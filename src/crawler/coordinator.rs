//! Crawler coordinator - main crawl orchestration logic
//!
//! [`Crawler`] composes the scheduler, rate governor, retry policies and disk cache
//! index into a lazy stream of [`CrawlEvent`]s pulled with [`Crawler::next_event`].
//! The caller decides what to do with each artifact and when a checkpoint is persisted;
//! the crawler itself never writes to disk.
//!
//! Ledger mutations for a search hit are committed only after its network calls have
//! returned. Dropping an in-flight `next_event` future therefore leaves the state at the
//! last consistent point, and a resume redoes at most the current page.

use crate::config::Config;
use crate::crawler::governor::RateGovernor;
use crate::crawler::queries::QueryCatalog;
use crate::crawler::retry::{RetryFailure, RetryPolicy};
use crate::crawler::scheduler::{PageStep, QueryScheduler, SearchOutcome};
use crate::github::{Artifact, GitHubApi, RepoId, RepoInfo, RepoMetadata, SearchHit};
use crate::state::CrawlState;
use crate::storage::DiskStore;
use crate::{HarvestError, Result};
use chrono::{DateTime, Utc};
use std::collections::VecDeque;
use std::sync::Arc;

/// Progress reported by the crawler
#[derive(Debug, Clone, PartialEq, Eq)]
pub enum CrawlEvent {
    /// A strategy became active (`page` is greater than 1 when resuming mid-strategy)
    StrategyStarted {
        index: usize,
        query: String,
        page: u32,
    },

    /// A freshly downloaded artifact; ownership moves to the caller
    Fetched {
        artifact: Artifact,
        total_fetched: u64,
    },

    /// A repository already present in the artifact store was counted
    Cached { repo: RepoId, total_fetched: u64 },

    /// Content retrieval failed for one repository; the crawl continues
    ItemFailed { repo: RepoId, reason: String },

    /// The state is at a safe resumption point and should be persisted now
    Checkpoint,

    /// A strategy has no further results
    StrategyExhausted { index: usize, query: String },

    /// The crawl stopped; no further events follow
    Finished(CrawlOutcome),
}

/// How a crawl run ended
#[derive(Debug, Clone, Copy, PartialEq, Eq)]
pub enum CrawlOutcome {
    /// Every strategy in the catalog is exhausted
    Complete,

    /// Search retries ran out on the rate limit; resume later at the same strategy and page
    RateLimited { reset_at: Option<DateTime<Utc>> },

    /// The configured artifact cap was reached
    MaxReached,

    /// Stopped by an external signal (reported by the run driver, never by the crawler)
    Interrupted,
}

#[derive(Debug)]
enum Phase {
    /// The next step searches `state.page` of the active strategy
    Searching,

    /// Working through the hits of the current page
    Paging {
        index: usize,
        query: String,
        hits: VecDeque<SearchHit>,
        total_count: u64,
    },

    Done,
}

/// Resumable crawl over a strategy catalog
pub struct Crawler {
    api: Arc<dyn GitHubApi>,
    store: DiskStore,
    scheduler: QueryScheduler,
    governor: RateGovernor,
    api_retry: RetryPolicy,
    state: CrawlState,
    phase: Phase,
    outbox: VecDeque<CrawlEvent>,
    max_repos: u64,
    checkpoint_every: u64,
    default_branch: String,
    fresh_since_checkpoint: u64,
    active_strategy: Option<usize>,
}

impl Crawler {
    /// Creates a crawler that continues from `state`
    ///
    /// Repositories already present in the artifact store are added to the dedup ledger
    /// before anything else happens, so they are never fetched again.
    ///
    /// # Arguments
    ///
    /// * `api` - GitHub API implementation
    /// * `config` - Crawl configuration
    /// * `state` - Fresh or previously persisted crawl state
    ///
    /// # Returns
    ///
    /// * `Ok(Crawler)` - Ready to pull events
    /// * `Err(HarvestError)` - The artifact directory could not be scanned
    pub fn new(api: Arc<dyn GitHubApi>, config: &Config, mut state: CrawlState) -> Result<Self> {
        let store = DiskStore::new(&config.output.data_dir, &config.output.extension);

        let cached = store.cached_repos()?;
        let seeded = state.seed_seen(cached);
        if seeded > 0 {
            tracing::info!(
                "Seeded {} cached repositories from {}",
                seeded,
                store.dir().display()
            );
        }

        let catalog = QueryCatalog::from_config(config.crawl.queries.as_deref());
        let scheduler = QueryScheduler::new(catalog, &config.crawl, config.retry.search.clone());

        Ok(Self {
            api,
            store,
            scheduler,
            governor: RateGovernor::new(config.crawl.min_request_interval()),
            api_retry: RetryPolicy::new(config.retry.api.clone()),
            state,
            phase: Phase::Searching,
            outbox: VecDeque::new(),
            max_repos: config.crawl.max_repos,
            checkpoint_every: config.crawl.checkpoint_every.max(1),
            default_branch: config.crawl.default_branch.clone(),
            fresh_since_checkpoint: 0,
            active_strategy: None,
        })
    }

    pub fn state(&self) -> &CrawlState {
        &self.state
    }

    pub fn into_state(self) -> CrawlState {
        self.state
    }

    pub fn store(&self) -> &DiskStore {
        &self.store
    }

    pub fn catalog(&self) -> &QueryCatalog {
        self.scheduler.catalog()
    }

    /// Advances the crawl until the next event is available
    ///
    /// # Returns
    ///
    /// * `Ok(Some(event))` - The next event; `Finished` is always the last one
    /// * `Ok(None)` - The crawl has finished
    /// * `Err(HarvestError)` - A fatal failure; the crawl is over and the state is left
    ///   at its last consistent point so the caller can still persist it
    pub async fn next_event(&mut self) -> Result<Option<CrawlEvent>> {
        loop {
            if let Some(event) = self.outbox.pop_front() {
                return Ok(Some(event));
            }

            let step = match self.phase {
                Phase::Done => return Ok(None),
                Phase::Searching => self.search_page().await,
                Phase::Paging { .. } => self.process_hit().await,
            };

            if let Err(err) = step {
                self.phase = Phase::Done;
                self.outbox.clear();
                return Err(err);
            }
        }
    }

    /// Searches the active page, or finishes when nothing is left to search
    async fn search_page(&mut self) -> Result<()> {
        if self.state.total_fetched >= self.max_repos {
            self.finish(CrawlOutcome::MaxReached);
            return Ok(());
        }

        let Some((index, query)) = self.scheduler.next_strategy(&mut self.state) else {
            tracing::info!("All {} strategies completed", self.catalog().len());
            self.finish(CrawlOutcome::Complete);
            return Ok(());
        };

        let page = self.state.page;
        if self.active_strategy != Some(index) {
            self.active_strategy = Some(index);
            self.outbox.push_back(CrawlEvent::StrategyStarted {
                index,
                query: query.clone(),
                page,
            });
        }

        let api: &dyn GitHubApi = self.api.as_ref();
        let outcome = self
            .scheduler
            .search(api, &mut self.governor, &query, page)
            .await;

        match outcome {
            SearchOutcome::Matches(results) => {
                tracing::debug!(
                    "{} page {}: {} hits of {} total",
                    query,
                    page,
                    results.items.len(),
                    results.total_count
                );
                self.phase = Phase::Paging {
                    index,
                    query,
                    hits: results.items.into(),
                    total_count: results.total_count,
                };
            }
            SearchOutcome::Exhausted => self.exhaust_strategy(index, query),
            SearchOutcome::RateLimited { reset_at } => {
                tracing::warn!("Rate limited on '{}' page {}; stopping", query, page);
                self.finish(CrawlOutcome::RateLimited { reset_at });
            }
            SearchOutcome::TransientError { attempts, source } => {
                return Err(HarvestError::RetriesExhausted {
                    operation: format!("search '{}' page {}", query, page),
                    attempts,
                    source,
                });
            }
            SearchOutcome::FatalError(err) => return Err(err.into()),
        }

        Ok(())
    }

    /// Handles the next hit of the current page, or closes the page when none are left
    ///
    /// The hit is only popped once its outcome is committed to the state.
    async fn process_hit(&mut self) -> Result<()> {
        let next = match &self.phase {
            Phase::Paging { hits, .. } => hits.front().cloned(),
            _ => return Ok(()),
        };

        let Some(hit) = next else {
            self.finish_page();
            return Ok(());
        };

        if self.state.total_fetched >= self.max_repos {
            self.finish(CrawlOutcome::MaxReached);
            return Ok(());
        }

        let Some(repo) = hit.repo_id() else {
            tracing::warn!(
                "Ignoring hit with malformed repository name '{}'",
                hit.repository.full_name
            );
            self.pop_hit();
            return Ok(());
        };

        if self.state.has_seen(&repo) {
            tracing::trace!("Already seen {}", repo);
            self.pop_hit();
            return Ok(());
        }

        if self.store.contains(&repo) {
            self.state.seen_repos.insert(repo.clone());
            self.state.total_fetched += 1;
            self.pop_hit();
            self.outbox.push_back(CrawlEvent::Cached {
                repo,
                total_fetched: self.state.total_fetched,
            });
            return Ok(());
        }

        let info = self.resolve_repo(&repo, &hit).await;
        match self.fetch_content(&info, &hit.path).await {
            Ok(content) => {
                self.state.seen_repos.insert(repo);
                self.state.total_fetched += 1;
                self.pop_hit();
                self.outbox.push_back(CrawlEvent::Fetched {
                    artifact: Artifact {
                        repo: info,
                        path: hit.path,
                        content,
                    },
                    total_fetched: self.state.total_fetched,
                });

                self.fresh_since_checkpoint += 1;
                if self.fresh_since_checkpoint >= self.checkpoint_every {
                    self.checkpoint();
                }
            }
            Err(failure) => {
                tracing::warn!("Failed to fetch {} from {}: {}", hit.path, repo, failure);
                self.state.seen_repos.insert(repo.clone());
                self.state.failed_repos.insert(repo.clone());
                self.pop_hit();
                self.outbox.push_back(CrawlEvent::ItemFailed {
                    repo,
                    reason: failure.to_string(),
                });
            }
        }

        Ok(())
    }

    /// Looks up repository metadata, falling back to defaults on any failure
    async fn resolve_repo(&mut self, repo: &RepoId, hit: &SearchHit) -> RepoInfo {
        let api: &dyn GitHubApi = self.api.as_ref();
        let metadata = match self
            .api_retry
            .run("repo metadata", Some(&mut self.governor), move || {
                api.repo_metadata(repo)
            })
            .await
        {
            Ok(metadata) => metadata,
            Err(failure) => {
                tracing::debug!("Metadata for {} unavailable, using defaults: {}", repo, failure);
                RepoMetadata::default()
            }
        };

        RepoInfo {
            id: repo.clone(),
            url: hit
                .repository
                .html_url
                .clone()
                .unwrap_or_else(|| repo.html_url()),
            stars: metadata.stars.unwrap_or(0),
            default_branch: metadata
                .default_branch
                .filter(|branch| !branch.is_empty())
                .unwrap_or_else(|| self.default_branch.clone()),
            pushed_at: metadata.pushed_at,
        }
    }

    /// Downloads the artifact content
    ///
    /// Raw content is served by a separate host, so it bypasses the rate governor.
    async fn fetch_content(
        &self,
        info: &RepoInfo,
        path: &str,
    ) -> std::result::Result<String, RetryFailure> {
        let api: &dyn GitHubApi = self.api.as_ref();
        let (repo, branch) = (&info.id, info.default_branch.as_str());
        self.api_retry
            .run("raw content", None, move || api.raw_content(repo, branch, path))
            .await
    }

    fn pop_hit(&mut self) {
        if let Phase::Paging { hits, .. } = &mut self.phase {
            hits.pop_front();
        }
    }

    /// Page-end bookkeeping: move to the next page or exhaust the strategy
    fn finish_page(&mut self) {
        let Phase::Paging {
            index,
            query,
            total_count,
            ..
        } = std::mem::replace(&mut self.phase, Phase::Searching)
        else {
            return;
        };

        match self.scheduler.finish_page(&mut self.state, total_count) {
            PageStep::NextPage(page) => {
                tracing::debug!("{}: moving to page {}", query, page);
                self.checkpoint();
            }
            PageStep::Exhausted => self.exhaust_strategy(index, query),
        }
    }

    fn exhaust_strategy(&mut self, index: usize, query: String) {
        tracing::info!("Strategy exhausted: {}", query);
        self.scheduler.mark_exhausted(&mut self.state, &query);
        self.active_strategy = None;
        self.phase = Phase::Searching;
        self.outbox
            .push_back(CrawlEvent::StrategyExhausted { index, query });
        self.checkpoint();
    }

    fn checkpoint(&mut self) {
        self.fresh_since_checkpoint = 0;
        self.outbox.push_back(CrawlEvent::Checkpoint);
    }

    fn finish(&mut self, outcome: CrawlOutcome) {
        self.phase = Phase::Done;
        self.checkpoint();
        self.outbox.push_back(CrawlEvent::Finished(outcome));
    }
}
//! Crawler module for the code search harvest
//!
//! This module contains the core crawl engine, including:
//! - The query strategy catalog and the page-walking scheduler
//! - Request governing and retry with exponential backoff
//! - The pull-based [`Crawler`] event stream
//! - A run driver that persists artifacts and checkpoints and handles Ctrl-C

mod coordinator;
mod governor;
mod queries;
mod retry;
mod scheduler;

pub use coordinator::{CrawlEvent, CrawlOutcome, Crawler};
pub use governor::RateGovernor;
pub use queries::QueryCatalog;
pub use retry::{RetryFailure, RetryPolicy};
pub use scheduler::{PageStep, QueryScheduler, SearchOutcome};

use crate::config::Config;
use crate::github::GitHubClient;
use crate::state::CrawlState;
use crate::Result;
use std::future::Future;
use std::path::Path;
use std::sync::Arc;

/// Totals for one run of the driver
#[derive(Debug, Clone, PartialEq, Eq)]
pub struct RunSummary {
    pub outcome: CrawlOutcome,
    /// Artifacts downloaded and saved during this run
    pub fetched: u64,
    /// Repositories counted from the artifact store during this run
    pub cached: u64,
    /// Repositories whose content could not be retrieved during this run
    pub failed: u64,
    /// Running total carried by the crawl state
    pub total_fetched: u64,
}

#[derive(Debug, Default)]
struct Tally {
    fetched: u64,
    cached: u64,
    failed: u64,
}

impl Tally {
    fn finish(self, outcome: CrawlOutcome, state: &CrawlState) -> RunSummary {
        RunSummary {
            outcome,
            fetched: self.fetched,
            cached: self.cached,
            failed: self.failed,
            total_fetched: state.total_fetched,
        }
    }
}

/// Runs a complete crawl operation against the GitHub API
///
/// The crawl stops on Ctrl-C after persisting the state.
///
/// # Arguments
///
/// * `config` - The harvest configuration
/// * `token` - GitHub token used for every API request
/// * `state` - State to continue from
///
/// # Returns
///
/// * `Ok(RunSummary)` - The crawl stopped cleanly (including rate limiting and Ctrl-C)
/// * `Err(HarvestError)` - The crawl failed; the state was saved first where possible
pub async fn run_crawl(config: &Config, token: Option<&str>, state: CrawlState) -> Result<RunSummary> {
    let client = GitHubClient::new(&config.github, token)?;
    let mut crawler = Crawler::new(Arc::new(client), config, state)?;
    drive(&mut crawler, &config.output.state_file, shutdown_signal()).await
}

/// Pulls events from `crawler` until it finishes or `shutdown` resolves
///
/// Fresh artifacts are written to the crawler's artifact store and the state is saved
/// to `state_file` at every checkpoint, on shutdown, and before a fatal error is returned.
pub async fn drive<S>(crawler: &mut Crawler, state_file: &Path, shutdown: S) -> Result<RunSummary>
where
    S: Future<Output = ()>,
{
    tokio::pin!(shutdown);
    let mut tally = Tally::default();
    let strategies = crawler.catalog().len();

    loop {
        let next = tokio::select! {
            _ = &mut shutdown => None,
            event = crawler.next_event() => Some(event),
        };

        let Some(next) = next else {
            tracing::info!("Interrupted, saving crawl state to {}", state_file.display());
            crawler.state().save(state_file)?;
            return Ok(tally.finish(CrawlOutcome::Interrupted, crawler.state()));
        };

        let event = match next {
            Ok(Some(event)) => event,
            Ok(None) => return Ok(tally.finish(CrawlOutcome::Complete, crawler.state())),
            Err(err) => {
                if let Err(save_err) = crawler.state().save(state_file) {
                    tracing::error!("Failed to save crawl state: {}", save_err);
                }
                return Err(err);
            }
        };

        match event {
            CrawlEvent::StrategyStarted { index, query, page } => {
                tracing::info!("[{}/{}] {} (page {})", index + 1, strategies, query, page);
            }
            CrawlEvent::Fetched {
                artifact,
                total_fetched,
            } => {
                // The last checkpoint predates this artifact, so the state is not saved here
                let path = crawler.store().save(&artifact)?;
                tally.fetched += 1;
                tracing::info!(
                    "[{}] {} ({} stars)",
                    total_fetched,
                    artifact.repo.id,
                    artifact.repo.stars
                );
                tracing::debug!("Saved {}", path.display());
            }
            CrawlEvent::Cached {
                repo,
                total_fetched,
            } => {
                tally.cached += 1;
                tracing::debug!("[{}] {} (cached)", total_fetched, repo);
            }
            CrawlEvent::ItemFailed { repo, reason } => {
                tally.failed += 1;
                tracing::warn!("Skipping {}: {}", repo, reason);
            }
            CrawlEvent::Checkpoint => {
                crawler.state().save(state_file)?;
                tracing::trace!("Checkpoint saved");
            }
            CrawlEvent::StrategyExhausted { index, query } => {
                tracing::debug!("[{}/{}] exhausted: {}", index + 1, strategies, query);
            }
            CrawlEvent::Finished(outcome) => {
                return Ok(tally.finish(outcome, crawler.state()));
            }
        }
    }
}

/// Resolves on Ctrl-C
///
/// If the signal handler cannot be installed the crawl simply runs without one.
async fn shutdown_signal() {
    if let Err(e) = tokio::signal::ctrl_c().await {
        tracing::warn!("Failed to listen for Ctrl-C: {}", e);
        std::future::pending::<()>().await;
    }
}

***

What is the number of lines in the listing above that contain the word "outbox"? Reply with that number alone.

▶ ANSWER SPACE
11